Programma - Dipartimento di Storia dell`Arte e Spettacolo

Dottorato di Ricerca in Storia e Analisi delle Culture Musicali e
Curriculum “Storia e Analisi delle Culture Musicali” del
Dottorato di Ricerca in Musica e Spettacolo
Nono Seminario Annuale dei Dottorandi
10 e 11 febbraio 2015
Aula di Storia della Musica “Nino Pirrotta”

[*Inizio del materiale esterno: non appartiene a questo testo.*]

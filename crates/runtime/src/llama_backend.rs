//! Adapter for a llama.cpp-server compatible completion backend. Talks to
//! an already-running server over HTTP: `/completion` for streamed
//! generation, `/tokenize` for token accounting.

use async_trait::async_trait;
use futures::StreamExt;
use reqwest::Client;
use serde::{Deserialize, Serialize};
use std::collections::HashMap;
use std::sync::atomic::{AtomicU64, Ordering};
use std::sync::{Arc, Mutex};
use std::time::{Duration, Instant};
use tokenflow_common::{ConversationMessage, Error, Result};
use tokenflow_config::BackendConfig;
use tokio::sync::{oneshot, RwLock};
use tracing::{debug, warn};

use crate::template::PromptTemplate;
use crate::{DeltaStream, GenerationHandle, HandleStats, LaunchSpec, ModelBackend};

pub struct LlamaBackend {
    client: Client,
    base_url: String,
    template: PromptTemplate,
    next_handle: AtomicU64,
    handles: Arc<RwLock<HashMap<GenerationHandle, Arc<HandleState>>>>,
}

struct HandleState {
    cancel: Mutex<Option<oneshot::Sender<()>>>,
    stats: Mutex<StatsInner>,
}

#[derive(Default)]
struct StatsInner {
    prompt_tokens: usize,
    output_tokens: usize,
    started_at: Option<Instant>,
    first_token_at: Option<Instant>,
    finished_at: Option<Instant>,
}

impl StatsInner {
    fn snapshot(&self) -> (HandleStats, bool) {
        let started = self.started_at.unwrap_or_else(Instant::now);
        let end = self.finished_at.unwrap_or_else(Instant::now);
        let total_time = end.saturating_duration_since(started).as_secs_f64();
        let first_token_time = self
            .first_token_at
            .map(|t| t.saturating_duration_since(started).as_secs_f64())
            .unwrap_or(0.0);
        let speed = if total_time > 0.0 {
            self.output_tokens as f64 / total_time
        } else {
            0.0
        };
        (
            HandleStats {
                prompt_tokens: self.prompt_tokens,
                output_tokens: self.output_tokens,
                total_time,
                first_token_time,
                speed,
            },
            self.finished_at.is_some(),
        )
    }
}

/// Request body of the upstream `/completion` endpoint.
#[derive(Serialize)]
struct UpstreamRequest {
    prompt: String,
    n_predict: usize,
    #[serde(skip_serializing_if = "Option::is_none")]
    temperature: Option<f32>,
    #[serde(skip_serializing_if = "Option::is_none")]
    top_p: Option<f32>,
    #[serde(skip_serializing_if = "Option::is_none")]
    top_k: Option<i32>,
    #[serde(skip_serializing_if = "Option::is_none")]
    repeat_penalty: Option<f32>,
    stream: bool,
}

#[derive(Debug, Deserialize)]
pub(crate) struct UpstreamChunk {
    #[serde(default)]
    pub content: String,
    #[serde(default)]
    pub stop: bool,
    #[serde(default)]
    pub timings: Option<UpstreamTimings>,
}

#[derive(Debug, Deserialize)]
pub(crate) struct UpstreamTimings {
    #[serde(default)]
    pub prompt_n: Option<usize>,
    #[serde(default)]
    pub predicted_n: Option<usize>,
}

#[derive(Deserialize)]
struct TokenizeResponse {
    tokens: Vec<u32>,
}

/// Pop one complete SSE event (terminated by a blank line) off the buffer.
pub(crate) fn drain_event(buffer: &mut Vec<u8>) -> Option<String> {
    let pos = buffer.windows(2).position(|w| w == b"\n\n")?;
    let event: Vec<u8> = buffer.drain(..pos + 2).collect();
    Some(String::from_utf8_lossy(&event).into_owned())
}

/// Parse one `data: {json}` line of the upstream stream.
pub(crate) fn parse_stream_line(line: &str) -> Option<UpstreamChunk> {
    let data = line.strip_prefix("data: ")?;
    serde_json::from_str(data).ok()
}

impl LlamaBackend {
    pub fn new(config: &BackendConfig) -> Result<Self> {
        let client = Client::builder()
            .connect_timeout(Duration::from_secs(config.connect_timeout_secs))
            .build()?;
        Ok(Self {
            client,
            base_url: config.url.trim_end_matches('/').to_string(),
            template: PromptTemplate::default(),
            next_handle: AtomicU64::new(0),
            handles: Arc::new(RwLock::new(HashMap::new())),
        })
    }
}

#[async_trait]
impl ModelBackend for LlamaBackend {
    async fn count_prompt_tokens(&self, messages: &[ConversationMessage]) -> Result<usize> {
        let prompt = self.template.format_prompt(messages);
        Ok(self.tokenize(&prompt).await?.len())
    }

    async fn tokenize(&self, text: &str) -> Result<Vec<u32>> {
        let url = format!("{}/tokenize", self.base_url);
        let response: TokenizeResponse = self
            .client
            .post(&url)
            .json(&serde_json::json!({ "content": text }))
            .send()
            .await?
            .error_for_status()?
            .json()
            .await?;
        Ok(response.tokens)
    }

    async fn launch_stream(&self, spec: LaunchSpec) -> Result<(GenerationHandle, DeltaStream)> {
        let prompt = match &spec.raw_prompt {
            Some(raw) => raw.clone(),
            None => self.template.format_prompt(&spec.messages),
        };
        if !spec.images.is_empty() {
            warn!(
                count = spec.images.len(),
                "image inputs are not supported by the completion backend, ignoring"
            );
        }

        let handle = GenerationHandle(self.next_handle.fetch_add(1, Ordering::Relaxed) + 1);
        let (cancel_tx, mut cancel_rx) = oneshot::channel::<()>();
        let state = Arc::new(HandleState {
            cancel: Mutex::new(Some(cancel_tx)),
            stats: Mutex::new(StatsInner {
                started_at: Some(Instant::now()),
                ..Default::default()
            }),
        });
        self.handles.write().await.insert(handle, state.clone());

        let request = UpstreamRequest {
            prompt,
            n_predict: spec.params.max_tokens,
            temperature: spec.params.temperature,
            top_p: spec.params.top_p,
            top_k: spec.params.top_k,
            repeat_penalty: spec.params.frequency_penalty,
            stream: true,
        };
        let url = format!("{}/completion", self.base_url);
        let client = self.client.clone();

        let stream = async_stream::stream! {
            // Mark the generation finished no matter how the stream ends.
            let _finished = scopeguard::guard(state.clone(), |state| {
                if let Ok(mut stats) = state.stats.lock() {
                    stats.finished_at.get_or_insert_with(Instant::now);
                }
            });

            let response = tokio::select! {
                _ = &mut cancel_rx => {
                    debug!(%handle, "generation cancelled before upstream connect");
                    return;
                }
                response = client.post(&url).json(&request).send() => response,
            };

            let response = match response {
                Ok(response) if response.status().is_success() => response,
                Ok(response) => {
                    yield Err(Error::Backend(format!(
                        "upstream returned status {}",
                        response.status()
                    )));
                    return;
                }
                Err(e) => {
                    yield Err(Error::Backend(format!("upstream request failed: {}", e)));
                    return;
                }
            };

            let mut bytes_stream = response.bytes_stream();
            let mut buffer: Vec<u8> = Vec::new();

            'read: loop {
                let chunk = tokio::select! {
                    _ = &mut cancel_rx => {
                        debug!(%handle, "generation cancelled mid-stream");
                        break 'read;
                    }
                    chunk = bytes_stream.next() => chunk,
                };
                let Some(chunk) = chunk else { break };

                let bytes = match chunk {
                    Ok(bytes) => bytes,
                    Err(e) => {
                        warn!(%handle, "stream read error: {}", e);
                        yield Err(Error::Backend(format!("stream error: {}", e)));
                        break;
                    }
                };
                buffer.extend_from_slice(&bytes);

                while let Some(event) = drain_event(&mut buffer) {
                    for line in event.lines() {
                        let Some(upstream) = parse_stream_line(line) else { continue };

                        if !upstream.content.is_empty() {
                            if let Ok(mut stats) = state.stats.lock() {
                                stats.first_token_at.get_or_insert_with(Instant::now);
                                stats.output_tokens += 1;
                            }
                            yield Ok(upstream.content);
                        }
                        if let Some(timings) = upstream.timings {
                            if let Ok(mut stats) = state.stats.lock() {
                                if let Some(prompt_n) = timings.prompt_n {
                                    stats.prompt_tokens = prompt_n;
                                }
                                if let Some(predicted_n) = timings.predicted_n {
                                    stats.output_tokens = predicted_n;
                                }
                            }
                        }
                        if upstream.stop {
                            debug!(%handle, "upstream signalled stop");
                            break 'read;
                        }
                    }
                }
            }
        };

        Ok((handle, Box::pin(stream)))
    }

    async fn abort(&self, handle: GenerationHandle) -> Result<()> {
        let state = self.handles.read().await.get(&handle).cloned();
        let Some(state) = state else {
            return Err(Error::Backend(format!("unknown generation handle {}", handle)));
        };

        let sender = state.cancel.lock().ok().and_then(|mut cancel| cancel.take());
        match sender {
            Some(tx) => {
                let _ = tx.send(());
                debug!(%handle, "aborted generation");
            }
            None => debug!(%handle, "abort requested for already-stopping generation"),
        }
        Ok(())
    }

    async fn handle_stats(&self, handle: GenerationHandle) -> Option<HandleStats> {
        let mut handles = self.handles.write().await;
        let state = handles.get(&handle)?.clone();
        let (stats, finished) = state.stats.lock().ok()?.snapshot();
        if finished {
            handles.remove(&handle);
        }
        Some(stats)
    }
}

IV Piano, Edificio di Lettere e Filosofia
Come ogni anno l’attività dei dottorandi in Storia e Analisi delle Culture Musicali
trova uno spazio di confronto all’interno della programmazione accademica. Gli
iscritti al terzo anno e i dottorandi in consegna propongono una relazione su alcuni
risultati o nodi teorico-metodologici della propria ricerca. Il convegno, aperto a tutti,
è introdotto da una lezione magistrale di Fabrizio Della Seta, insigne studioso
verdiano, sul Trovatore.
Programma
Martedì 10 febbraio
11:30
Lezione magistrale
Fabrizio Della Seta (Università di Pavia)
Per una nuova interpretazione del “Trovatore”
Pausa pranzo
14:30
Ernesto Pulignano
La segmentazione del testo operistico: “Falstaff”
15:00
Alessandro Maràs
Dal surrealismo al Surrealismo: musiche per “Les Mamelles de Tirésias”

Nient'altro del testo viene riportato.